#### [What to produce]
Below are some records. Print exactly the lines between the one holding "return Ok(RunOutcome::Completed(state));" and the one holding "let config = StageConfig", inclusive, and nothing else.

Supplied material: Begin

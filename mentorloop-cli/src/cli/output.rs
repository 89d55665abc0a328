//! Rendering of runs, reviews and traces

use mentorloop_core::models::workflow::{ReviewRecord, TraceEntry, WorkflowState};
use mentorloop_core::workflow::RunOutcome;
use serde_json::{json, Value};

/// JSON document describing a run outcome
pub fn outcome_json(outcome: &RunOutcome) -> Value {
    let state = outcome.state();
    let mut value = state_json(state);
    value["status"] = json!(outcome.status());
    if let Some(handle) = outcome.handle() {
        value["review_handle"] = json!(handle.to_string());
    }
    value
}

/// JSON summary of a run state
pub fn state_json(state: &WorkflowState) -> Value {
    json!({
        "run_id": state.run_id.to_string(),
        "session_id": state.session_id,
        "stage": state.stage,
        "message": state.outcome_message(),
        "answer": state.solution.as_ref().map(|s| s.final_answer.clone()),
        "explanation": state.explanation.as_ref().map(|e| e.text.clone()),
        "revision_count": state.revision_count,
        "attempt_counts": state.attempt_counts,
        "review": state.pending_human_review,
        "failure": state.failure,
        "started_at": state.started_at.to_rfc3339(),
        "completed_at": state.completed_at.map(|t| t.to_rfc3339()),
    })
}

pub fn review_json(review: &ReviewRecord) -> Value {
    json!({
        "handle": review.handle.to_string(),
        "run_id": review.run_id.to_string(),
        "session_id": review.session_id,
        "stage": review.stage,
        "status": review.status,
        "requested_at": review.requested_at.to_rfc3339(),
        "request": review.state.pending_human_review,
    })
}

/// Print a run outcome for humans
pub fn print_outcome(outcome: &RunOutcome) {
    let state = outcome.state();
    match outcome {
        RunOutcome::Completed(_) => {
            println!("✅ Run {} completed", state.run_id);
            if let Some(solution) = &state.solution {
                println!();
                println!("Answer: {}", solution.final_answer);
                if !solution.steps.is_empty() {
                    println!();
                    println!("Steps:");
                    for (i, step) in solution.steps.iter().enumerate() {
                        println!("  {}. {}", i + 1, step);
                    }
                }
            }
            if let Some(explanation) = &state.explanation {
                println!();
                println!("{}", explanation.text);
            }
            if state.revision_count > 0 {
                println!();
                println!("   Revisions: {}", state.revision_count);
            }
        }
        RunOutcome::Suspended { handle, .. } => {
            println!("⏸  Run {} is waiting for human review", state.run_id);
            println!("   Review handle: {}", handle);
            if let Some(review) = &state.pending_human_review {
                println!();
                for line in review.summary().lines() {
                    println!("   {}", line);
                }
            }
            println!();
            println!("Use 'mentorloop review accept|correct|retry|abort {}' to continue", handle);
        }
        RunOutcome::Failed(_) => {
            println!("❌ Run {} failed", state.run_id);
            println!("   {}", state.outcome_message());
        }
    }
    println!();
    println!("   Session: {}", state.session_id);
}

/// One line per trace entry
pub fn print_trace(trace: &[TraceEntry], verbose: bool) {
    for entry in trace {
        let from = entry
            .from_stage
            .map(|s| s.to_string())
            .unwrap_or_else(|| "<start>".to_string());
        let mut line = format!(
            "  #{:<3} {} {} -> {} ({:?})",
            entry.sequence,
            entry.timestamp.format("%H:%M:%S%.3f"),
            from,
            entry.to_stage,
            entry.transition_type
        );
        if let Some(attempt) = entry.attempt {
            line.push_str(&format!(" attempt {}", attempt));
        }
        if let Some(confidence) = entry.confidence {
            line.push_str(&format!(" confidence {:.2}", confidence));
        }
        if let Some(duration_ms) = entry.duration_ms {
            line.push_str(&format!(" {}ms", duration_ms));
        }
        println!("{}", line);

        if let Some(notes) = &entry.notes {
            println!("        notes: {}", notes);
        }
        if verbose {
            if let Some(output) = &entry.output {
                println!("        output: {}", output);
            }
        }
    }
}
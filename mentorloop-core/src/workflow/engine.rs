//! Pipeline transition loop

use crate::models::workflow::{
    AgentResult, EscalationReason, FailureKind, ReviewRequest, RevisionRecord, RunStatus, Stage,
    StagePayload, TraceEntry, TransitionType, WorkflowState,
};
use crate::services::logging::{log_escalation, log_invariant_violation, log_stage_event};
use crate::services::retrieval::{retrieval_query, NoRetrieval, Retriever};
use crate::workflow::agent::{AgentRegistry, StageConfig};
use crate::workflow::error::WorkflowError;
use crate::workflow::hitl::{allowed_decisions, HitlGate, PendingReviewHandle};
use crate::workflow::persistence::WorkflowPersistence;
use crate::workflow::policy::{EscalationPolicy, Transition};
use chrono::Utc;
use std::sync::Arc;
use std::time::Instant;

/// Where a call to [`PipelineEngine::drive`] stopped
#[derive(Debug, Clone)]
pub enum RunOutcome {
    /// Reached DONE
    Completed(WorkflowState),
    /// Waiting for a reviewer; continue with the handle
    Suspended {
        handle: PendingReviewHandle,
        state: WorkflowState,
    },
    /// Reached FAILED; the trace is kept for diagnosis
    Failed(WorkflowState),
}

impl RunOutcome {
    pub fn state(&self) -> &WorkflowState {
        match self {
            RunOutcome::Completed(state) | RunOutcome::Failed(state) => state,
            RunOutcome::Suspended { state, .. } => state,
        }
    }

    pub fn into_state(self) -> WorkflowState {
        match self {
            RunOutcome::Completed(state) | RunOutcome::Failed(state) => state,
            RunOutcome::Suspended { state, .. } => state,
        }
    }

    pub fn handle(&self) -> Option<PendingReviewHandle> {
        match self {
            RunOutcome::Suspended { handle, .. } => Some(*handle),
            _ => None,
        }
    }

    pub fn status(&self) -> RunStatus {
        match self {
            RunOutcome::Completed(_) => RunStatus::Completed,
            RunOutcome::Suspended { .. } => RunStatus::AwaitingReview,
            RunOutcome::Failed(_) => RunStatus::Failed,
        }
    }
}

/// Drives a run through the stage pipeline until it finishes or suspends
pub struct PipelineEngine {
    /// Agent per stage
    registry: AgentRegistry,
    /// Retry / escalation rules
    policy: EscalationPolicy,
    /// Context source for the explanation stage
    retriever: Arc<dyn Retriever>,
    /// Snippets requested per retrieval
    retrieval_top_k: usize,
    /// HITL gate
    gate: Arc<HitlGate>,
    /// Persistence layer
    persistence: Arc<WorkflowPersistence>,
}

impl PipelineEngine {
    /// Create new engine without retrieval
    pub fn new(
        registry: AgentRegistry,
        policy: EscalationPolicy,
        gate: Arc<HitlGate>,
        persistence: Arc<WorkflowPersistence>,
    ) -> Self {
        Self {
            registry,
            policy,
            retriever: Arc::new(NoRetrieval),
            retrieval_top_k: 0,
            gate,
            persistence,
        }
    }

    /// Attach a retriever queried before the explanation stage
    pub fn with_retriever(mut self, retriever: Arc<dyn Retriever>, top_k: usize) -> Self {
        self.retriever = retriever;
        self.retrieval_top_k = top_k;
        self
    }

    pub fn policy(&self) -> &EscalationPolicy {
        &self.policy
    }

    /// Run stages from the state's current stage until DONE, FAILED or HITL
    ///
    /// Stage failures and broken invariants end up in the returned outcome.
    /// `Err` is reserved for persistence problems and for runs that another
    /// process finished meanwhile ([`WorkflowError::RunFinished`]).
    pub async fn drive(&self, mut state: WorkflowState) -> Result<RunOutcome, WorkflowError> {
        loop {
            let stage = state.stage;
            match stage {
                Stage::Done => {
                    if state.completed_at.is_none() {
                        state.completed_at = Some(Utc::now());
                    }
                    self.checkpoint(&state, RunStatus::Completed)?;
                    tracing::info!("Run {} completed: {}", state.run_id, state.outcome_message());
                    return Ok(RunOutcome::Completed(state));
                }
                Stage::Failed => {
                    self.checkpoint(&state, RunStatus::Failed)?;
                    tracing::error!("Run {} failed: {}", state.run_id, state.outcome_message());
                    return Ok(RunOutcome::Failed(state));
                }
                Stage::Hitl => {
                    let handle = self.gate.suspend(&state)?;
                    return Ok(RunOutcome::Suspended { handle, state });
                }
                _ => {}
            }

            if let Err(e) = state.check_prerequisites(stage) {
                state = invariant_failure(state, stage, violation_message(e));
                continue;
            }

            let Some(agent) = self.registry.get(stage) else {
                state = invariant_failure(state, stage, "no agent registered".to_string());
                continue;
            };

            if stage == Stage::Explain && state.retrieved_context.is_empty() {
                self.attach_context(&mut state).await;
            }

            let attempt = state.attempts(stage) + 1;
            let config = StageConfig {
                stage,
                attempt,
                max_attempts: self.policy.max_attempts(stage),
                retry_hint: state.retry_hint.clone(),
                confidence_threshold: self.policy.config().confidence_threshold(stage),
            };

            tracing::debug!(
                "Run {} invoking '{}' agent (attempt {}/{})",
                state.run_id,
                stage,
                attempt,
                config.max_attempts
            );

            let start_time = Instant::now();
            let result = agent.run(&state, &config).await;
            let duration_ms = start_time.elapsed().as_millis() as u64;

            let merged = match state.merge(&result) {
                Ok(merged) => merged,
                Err(e) => {
                    state = invariant_failure(state, stage, violation_message(e));
                    continue;
                }
            };

            let transition = self.policy.decide(
                stage,
                &result,
                &merged.attempt_counts,
                merged.revision_count,
            );

            state = apply_transition(state, merged, &result, attempt, duration_ms, transition);

            if state.stage.is_agent_stage() {
                self.checkpoint(&state, RunStatus::Running)?;
            }
        }
    }

    /// Persist a snapshot, stopping the run if it was finished elsewhere
    fn checkpoint(&self, state: &WorkflowState, status: RunStatus) -> Result<(), WorkflowError> {
        let saved = self.persistence.save_run(state, status);
        if let Err(WorkflowError::RunFinished { status: stored, .. }) = &saved {
            tracing::warn!(
                "Run {} was finished as {:?} elsewhere; stopping at '{}'",
                state.run_id,
                stored,
                state.stage
            );
        }
        saved
    }

    /// Query the retriever with the parsed problem; failures leave the context empty
    async fn attach_context(&self, state: &mut WorkflowState) {
        if self.retrieval_top_k == 0 {
            return;
        }
        let Some(query) = retrieval_query(state) else {
            return;
        };

        match self.retriever.retrieve(&query, self.retrieval_top_k).await {
            Ok(snippets) if !snippets.is_empty() => {
                let sources: Vec<_> = snippets.iter().map(|s| s.source.clone()).collect();
                let count = snippets.len();
                state.retrieved_context = snippets;
                state.push_trace(
                    TraceEntry::transition(
                        Some(Stage::Explain),
                        Stage::Explain,
                        TransitionType::ContextAttached,
                    )
                    .with_notes(format!("{} snippets attached", count))
                    .with_output(serde_json::json!({ "sources": sources })),
                );
            }
            Ok(_) => {
                tracing::debug!("No knowledge found for run {}", state.run_id);
            }
            Err(e) => {
                tracing::warn!(
                    "Retrieval failed for run {}, continuing without context: {:#}",
                    state.run_id,
                    e
                );
            }
        }
    }
}

/// Build the next state for a policy decision
///
/// `before` is the state the agent saw, `merged` the state with its result
/// merged in.
fn apply_transition(
    before: WorkflowState,
    merged: WorkflowState,
    result: &AgentResult,
    attempt: u32,
    duration_ms: u64,
    transition: Transition,
) -> WorkflowState {
    let stage = before.stage;
    let run_id = before.run_id;

    match transition {
        Transition::Advance { next } => {
            let mut state = merged;
            state.stage = next;
            if next == Stage::Done {
                state.completed_at = Some(Utc::now());
            }
            state.push_trace(
                TraceEntry::transition(Some(stage), next, TransitionType::Advance)
                    .with_result(result, attempt)
                    .with_duration(duration_ms),
            );
            log_stage_event(run_id, stage, next, TransitionType::Advance, None);
            state
        }
        Transition::Retry { hint } => {
            let mut state = merged;
            tracing::warn!(
                "Stage '{}' of run {} failed attempt {}, retrying",
                stage,
                run_id,
                attempt
            );
            state.retry_hint = hint;
            state.push_trace(
                TraceEntry::transition(Some(stage), stage, TransitionType::Retry)
                    .with_result(result, attempt)
                    .with_duration(duration_ms),
            );
            state
        }
        Transition::Revise => {
            let revision = merged.revision_count + 1;
            let issues = merged
                .verification_result
                .as_ref()
                .map(|report| report.issues.clone())
                .unwrap_or_default();
            let record = RevisionRecord {
                revision,
                rejected_answer: merged.solution.as_ref().map(|s| s.final_answer.clone()),
                issues: issues.clone(),
                confidence: result.confidence,
                timestamp: Utc::now(),
            };

            let mut state = merged.rewind_to(Stage::Solve);
            state.revision_count = revision;
            state.revision_history.push(record);
            if !issues.is_empty() {
                state.retry_hint = Some(format!("Verifier rejected the solution: {}", issues.join("; ")));
            }
            state.push_trace(
                TraceEntry::transition(Some(stage), Stage::Solve, TransitionType::Revision)
                    .with_result(result, attempt)
                    .with_duration(duration_ms),
            );
            log_stage_event(
                run_id,
                stage,
                Stage::Solve,
                TransitionType::Revision,
                Some(&format!("revision {}", revision)),
            );
            state
        }
        Transition::Escalate(reason) => {
            // Confidence gating does not consume an attempt
            let mut state = match reason {
                EscalationReason::LowConfidence { .. } => before,
                _ => merged,
            };
            let payload: Option<StagePayload> = result.payload.clone();
            let revision_history = match reason {
                EscalationReason::RevisionsExhausted { .. } => state.revision_history.clone(),
                _ => Vec::new(),
            };

            log_escalation(run_id, stage, &reason);

            state.pending_human_review = Some(ReviewRequest {
                stage,
                allowed_decisions: allowed_decisions(&state, stage, &reason, payload.as_ref()),
                reason,
                payload,
                confidence: result.confidence,
                notes: result.notes.clone(),
                revision_history,
                requested_at: Utc::now(),
            });
            state.stage = Stage::Hitl;
            state.push_trace(
                TraceEntry::transition(Some(stage), Stage::Hitl, TransitionType::Escalated)
                    .with_result(result, attempt)
                    .with_duration(duration_ms),
            );
            state
        }
        Transition::Fail { reason } => {
            let mut state = merged;
            state.push_trace(
                TraceEntry::transition(Some(stage), Stage::Failed, TransitionType::Fatal)
                    .with_result(result, attempt)
                    .with_duration(duration_ms),
            );
            state.fail(FailureKind::FatalStage, reason)
        }
    }
}

fn violation_message(error: WorkflowError) -> String {
    match error {
        WorkflowError::InvariantViolation { message, .. } => message,
        other => other.to_string(),
    }
}

/// Terminate the run after a broken precondition
fn invariant_failure(mut state: WorkflowState, stage: Stage, message: String) -> WorkflowState {
    log_invariant_violation(state.run_id, stage, &message);
    state.push_trace(
        TraceEntry::transition(Some(stage), Stage::Failed, TransitionType::InvariantViolation)
            .with_notes(message.clone()),
    );
    state.fail(FailureKind::InvariantViolation, message)
}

Supplied material: End

#### [Reply to the exercise]
                    return Ok(RunOutcome::Completed(state));
                }
                Stage::Failed => {
                    self.checkpoint(&state, RunStatus::Failed)?;
                    tracing::error!("Run {} failed: {}", state.run_id, state.outcome_message());
                    return Ok(RunOutcome::Failed(state));
                }
                Stage::Hitl => {
                    let handle = self.gate.suspend(&state)?;
                    return Ok(RunOutcome::Suspended { handle, state });
                }
                _ => {}
            }

            if let Err(e) = state.check_prerequisites(stage) {
                state = invariant_failure(state, stage, violation_message(e));
                continue;
            }

            let Some(agent) = self.registry.get(stage) else {
                state = invariant_failure(state, stage, "no agent registered".to_string());
                continue;
            };

            if stage == Stage::Explain && state.retrieved_context.is_empty() {
                self.attach_context(&mut state).await;
            }

            let attempt = state.attempts(stage) + 1;
            let config = StageConfig {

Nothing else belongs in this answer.